# [Given entries]
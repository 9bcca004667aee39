/*
 * Vector Module
 *
 * A small 2D vector value type used by every part of the simulation.
 * Positions, velocities and steering forces are all Vector2.
 *
 * Division is checked: dividing by a zero scalar, a vector with a zero
 * component, or normalizing the zero vector returns VectorError::DivideByZero.
 * Changing the magnitude of the zero vector is a no-op.
 */

use std::f64::consts::TAU;
use std::ops::{Add, AddAssign, Mul, MulAssign, Neg, Sub, SubAssign};

use rand::Rng;
use serde::{Deserialize, Serialize};

use crate::error::VectorError;

#[derive(Clone, Copy, Debug, Default, PartialEq, Serialize, Deserialize)]
pub struct Vector2 {
    pub x: f64,
    pub y: f64,
}

impl Vector2 {
    pub const ZERO: Vector2 = Vector2 { x: 0.0, y: 0.0 };

    pub const fn new(x: f64, y: f64) -> Self {
        Self { x, y }
    }

    pub const fn from_scalar(value: f64) -> Self {
        Self { x: value, y: value }
    }

    pub fn from_polar(magnitude: f64, angle: f64) -> Self {
        Self {
            x: magnitude * angle.cos(),
            y: magnitude * angle.sin(),
        }
    }

    // A vector of the given length pointing in a uniformly random direction
    pub fn from_random<R: Rng + ?Sized>(rng: &mut R, strength: f64) -> Self {
        let angle = rng.gen_range(0.0..TAU);
        Self::from_polar(strength, angle)
    }

    #[inline]
    pub fn angle(&self) -> f64 {
        self.y.atan2(self.x)
    }

    #[inline]
    pub fn magnitude_squared(&self) -> f64 {
        self.x * self.x + self.y * self.y
    }

    #[inline]
    pub fn magnitude(&self) -> f64 {
        self.magnitude_squared().sqrt()
    }

    // Rescale to the given length; the zero vector stays zero
    pub fn set_magnitude(&mut self, magnitude: f64) {
        let current = self.magnitude();
        if current != 0.0 {
            *self *= magnitude / current;
        }
    }

    pub fn with_magnitude(mut self, magnitude: f64) -> Self {
        self.set_magnitude(magnitude);
        self
    }

    pub fn with_angle(self, angle: f64) -> Self {
        Self::from_polar(self.magnitude(), angle)
    }

    pub fn normalized(self) -> Result<Self, VectorError> {
        let magnitude = self.magnitude();
        if magnitude == 0.0 {
            return Err(VectorError::DivideByZero);
        }
        Ok(self * (1.0 / magnitude))
    }

    pub fn normalize(&mut self) -> Result<(), VectorError> {
        *self = self.normalized()?;
        Ok(())
    }

    /// Clamp to exactly `max` when the magnitude exceeds it.
    ///
    /// The comparison is done on squared magnitudes, so vectors already at
    /// or below `max` are returned bit-for-bit unchanged. A non-positive
    /// `max` leaves the vector untouched.
    pub fn limit(&mut self, max: f64) {
        let max_squared = max * max;
        let current_squared = self.magnitude_squared();
        if max > 0.0 && max_squared < current_squared {
            *self *= max / current_squared.sqrt();
        }
    }

    pub fn limited(mut self, max: f64) -> Self {
        self.limit(max);
        self
    }

    #[inline]
    pub fn distance_2(&self, other: &Vector2) -> f64 {
        let dx = other.x - self.x;
        let dy = other.y - self.y;
        dx * dx + dy * dy
    }

    pub fn distance_to(&self, other: &Vector2) -> f64 {
        self.distance_2(other).sqrt()
    }

    pub fn add_scalar(self, value: f64) -> Self {
        Self::new(self.x + value, self.y + value)
    }

    pub fn sub_scalar(self, value: f64) -> Self {
        Self::new(self.x - value, self.y - value)
    }

    pub fn checked_div(self, value: f64) -> Result<Self, VectorError> {
        if value == 0.0 {
            return Err(VectorError::DivideByZero);
        }
        Ok(Self::new(self.x / value, self.y / value))
    }

    pub fn checked_div_vec(self, other: Vector2) -> Result<Self, VectorError> {
        if other.x == 0.0 || other.y == 0.0 {
            return Err(VectorError::DivideByZero);
        }
        Ok(Self::new(self.x / other.x, self.y / other.y))
    }

    pub fn div_scalar(&mut self, value: f64) -> Result<(), VectorError> {
        *self = self.checked_div(value)?;
        Ok(())
    }

    pub fn is_finite(&self) -> bool {
        self.x.is_finite() && self.y.is_finite()
    }
}

impl Add for Vector2 {
    type Output = Vector2;

    fn add(self, rhs: Vector2) -> Vector2 {
        Vector2::new(self.x + rhs.x, self.y + rhs.y)
    }
}

impl AddAssign for Vector2 {
    fn add_assign(&mut self, rhs: Vector2) {
        self.x += rhs.x;
        self.y += rhs.y;
    }
}

impl Sub for Vector2 {
    type Output = Vector2;

    fn sub(self, rhs: Vector2) -> Vector2 {
        Vector2::new(self.x - rhs.x, self.y - rhs.y)
    }
}

impl SubAssign for Vector2 {
    fn sub_assign(&mut self, rhs: Vector2) {
        self.x -= rhs.x;
        self.y -= rhs.y;
    }
}

// Component-wise product
impl Mul for Vector2 {
    type Output = Vector2;

    fn mul(self, rhs: Vector2) -> Vector2 {
        Vector2::new(self.x * rhs.x, self.y * rhs.y)
    }
}

impl MulAssign for Vector2 {
    fn mul_assign(&mut self, rhs: Vector2) {
        self.x *= rhs.x;
        self.y *= rhs.y;
    }
}

impl Mul<f64> for Vector2 {
    type Output = Vector2;

    fn mul(self, rhs: f64) -> Vector2 {
        Vector2::new(self.x * rhs, self.y * rhs)
    }
}

impl MulAssign<f64> for Vector2 {
    fn mul_assign(&mut self, rhs: f64) {
        self.x *= rhs;
        self.y *= rhs;
    }
}

impl Neg for Vector2 {
    type Output = Vector2;

    fn neg(self) -> Vector2 {
        Vector2::new(-self.x, -self.y)
    }
}
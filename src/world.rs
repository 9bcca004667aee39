/*
 * World Module
 *
 * This module defines the World struct: the mapping between simulation
 * coordinates and the window. It is set once at startup and again on every
 * resize, and it carries the zoom / pan state driven by the mouse.
 *
 * The simulation origin sits at the window center and one world unit is one
 * pixel at zoom 1.0.
 */

use nannou::prelude::*;
use tracing::{debug, warn};

pub struct World {
    pub width: f32,
    pub height: f32,
    pub position: Vec2,
    pub zoom: f32,
    pub min_zoom: f32,
    pub max_zoom: f32,
    pub is_dragging: bool,
    pub last_cursor_pos: Vec2,
}

impl World {
    pub fn new(width: f32, height: f32) -> Self {
        Self {
            width,
            height,
            position: Vec2::ZERO,
            zoom: 1.0,
            min_zoom: 0.1,
            max_zoom: 8.0,
            is_dragging: false,
            last_cursor_pos: Vec2::ZERO,
        }
    }

    // Establish the viewport; called at setup and on resize
    pub fn set(&mut self, width: f32, height: f32) {
        if !(width > 0.0 && height > 0.0) {
            warn!(width, height, "ignoring degenerate viewport size");
            return;
        }
        self.width = width;
        self.height = height;
        debug!(width, height, "viewport set");
    }

    /// Column-major orthographic matrix mapping world units to clip space.
    pub fn projection_matrix(&self) -> [f32; 16] {
        let sx = 2.0 * self.zoom / self.width;
        let sy = 2.0 * self.zoom / self.height;
        [
            sx, 0.0, 0.0, 0.0,
            0.0, sy, 0.0, 0.0,
            0.0, 0.0, 1.0, 0.0,
            -self.position.x * sx, -self.position.y * sy, 0.0, 1.0,
        ]
    }

    // Convert a point from world space to screen space
    pub fn world_to_screen(&self, point: Vec2) -> Vec2 {
        (point - self.position) * self.zoom
    }

    // Convert a point from screen space to world space
    pub fn screen_to_world(&self, point: Vec2) -> Vec2 {
        point / self.zoom + self.position
    }

    // Zoom around the cursor so the world point under it stays put
    pub fn zoom(&mut self, scroll_delta: f32, cursor_position: Vec2) {
        let zoom_factor = 1.0 + scroll_delta * 0.1;
        let cursor_world_before = self.screen_to_world(cursor_position);

        self.zoom = (self.zoom * zoom_factor).clamp(self.min_zoom, self.max_zoom);

        let cursor_world_after = self.screen_to_world(cursor_position);
        self.position += cursor_world_before - cursor_world_after;
    }

    pub fn start_drag(&mut self, position: Vec2) {
        self.last_cursor_pos = position;
        self.is_dragging = true;
    }

    // Pan by the cursor movement since the last drag event
    pub fn drag(&mut self, position: Vec2) {
        if self.is_dragging {
            let delta = position - self.last_cursor_pos;
            if delta.length_squared() > 0.0 {
                self.position -= delta / self.zoom;
                self.last_cursor_pos = position;
            }
        }
    }

    pub fn end_drag(&mut self) {
        self.is_dragging = false;
    }

    pub fn reset_view(&mut self) {
        self.position = Vec2::ZERO;
        self.zoom = 1.0;
    }
}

# [What you need to do]
The expected answer is an exact copy of the lines above, beginning at the line with "pub fn div_scalar(&mut" and ending at the line with "fn add(self, rhs: Vector2)", with both ends in.

# [Problem solution]
    pub fn div_scalar(&mut self, value: f64) -> Result<(), VectorError> {
        *self = self.checked_div(value)?;
        Ok(())
    }

    pub fn is_finite(&self) -> bool {
        self.x.is_finite() && self.y.is_finite()
    }
}

impl Add for Vector2 {
    type Output = Vector2;

    fn add(self, rhs: Vector2) -> Vector2 {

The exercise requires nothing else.